╭─ SUPPLIED MATERIAL

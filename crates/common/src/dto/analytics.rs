//! Analytics rollups and association job results

use chrono::NaiveDate;
use serde::{Deserialize, Serialize};

#[derive(Debug, Clone, Default, PartialEq, Eq, Serialize, Deserialize)]
#[serde(rename_all = "camelCase")]
pub struct SummaryCounts {
    pub areas: usize,
    pub blocks: usize,
    pub cruises: usize,
    pub stations: usize,
    pub samples: usize,
}

#[derive(Debug, Clone, PartialEq, Serialize, Deserialize)]
#[serde(rename_all = "camelCase")]
pub struct AreaBreakdown {
    pub area_id: i32,
    pub area_name: String,
    pub block_count: usize,
    pub total_area_km2: f64,
}

/// `GET /api/Analytics/contractor/{id}/summary`
#[derive(Debug, Clone, PartialEq, Serialize, Deserialize)]
#[serde(rename_all = "camelCase")]
pub struct ContractorSummary {
    pub contractor_id: i32,
    pub contractor_name: String,
    pub counts: SummaryCounts,
    /// Sum of child block sizes
    pub total_area_km2: f64,
    pub areas: Vec<AreaBreakdown>,
    pub earliest_cruise_date: Option<NaiveDate>,
    pub latest_cruise_date: Option<NaiveDate>,
    pub total_expedition_days: i64,
}

#[derive(Debug, Clone, Default, PartialEq, Eq, Serialize, Deserialize)]
#[serde(rename_all = "camelCase")]
pub struct BlockCounts {
    pub stations: usize,
    pub samples: usize,
    pub cruises: usize,
    pub env_results: usize,
    pub geo_results: usize,
    pub media: usize,
}

#[derive(Debug, Clone, PartialEq, Eq, Serialize, Deserialize)]
#[serde(rename_all = "camelCase")]
pub struct SampleTypeCount {
    pub sample_type: String,
    pub count: usize,
}

#[derive(Debug, Clone, PartialEq, Serialize, Deserialize)]
#[serde(rename_all = "camelCase")]
pub struct BlockStation {
    pub station_id: i32,
    pub code: String,
    pub station_type: Option<String>,
    pub cruise_id: i32,
    pub latitude: f64,
    pub longitude: f64,
    pub sample_count: usize,
}

/// Numeric rollup of one analysis; `value` is the mean
#[derive(Debug, Clone, PartialEq, Serialize, Deserialize)]
#[serde(rename_all = "camelCase")]
pub struct MetricSummary {
    pub name: String,
    pub category: String,
    pub unit: Option<String>,
    pub value: f64,
    pub min: f64,
    pub max: f64,
    pub count: usize,
}

/// `GET /api/Analytics/block/{id}`
#[derive(Debug, Clone, PartialEq, Serialize, Deserialize)]
#[serde(rename_all = "camelCase")]
pub struct BlockAnalytics {
    pub block_id: i32,
    pub block_name: String,
    pub status: String,
    pub area_size_km2: f64,
    pub area_id: i32,
    pub area_name: Option<String>,
    pub contractor_id: Option<i32>,
    pub contractor_name: Option<String>,
    pub counts: BlockCounts,
    pub sample_types: Vec<SampleTypeCount>,
    pub stations: Vec<BlockStation>,
    pub environmental_metrics: Vec<MetricSummary>,
    pub resource_metrics: Vec<MetricSummary>,
}

#[derive(Debug, Clone, PartialEq, Eq, Serialize, Deserialize)]
#[serde(rename_all = "camelCase")]
pub struct StationAssignment {
    pub station_id: i32,
    pub block_id: i32,
}

/// A station whose position falls inside more than one block
#[derive(Debug, Clone, PartialEq, Eq, Serialize, Deserialize)]
#[serde(rename_all = "camelCase")]
pub struct AmbiguousStation {
    pub station_id: i32,
    pub candidate_block_ids: Vec<i32>,
}

/// `POST /api/Analytics/associate-stations-blocks`
#[derive(Debug, Clone, Default, PartialEq, Eq, Serialize, Deserialize)]
#[serde(rename_all = "camelCase")]
pub struct AssociationReport {
    pub scanned: usize,
    pub assigned: usize,
    pub unmatched: usize,
    pub assignments: Vec<StationAssignment>,
    pub ambiguous: Vec<AmbiguousStation>,
}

╰─

- _TASK DIRECTIONS_
Looking at the entries above, find how many lines include the word "BlockStation" and write that number alone.

- _TASK ANSWER_
2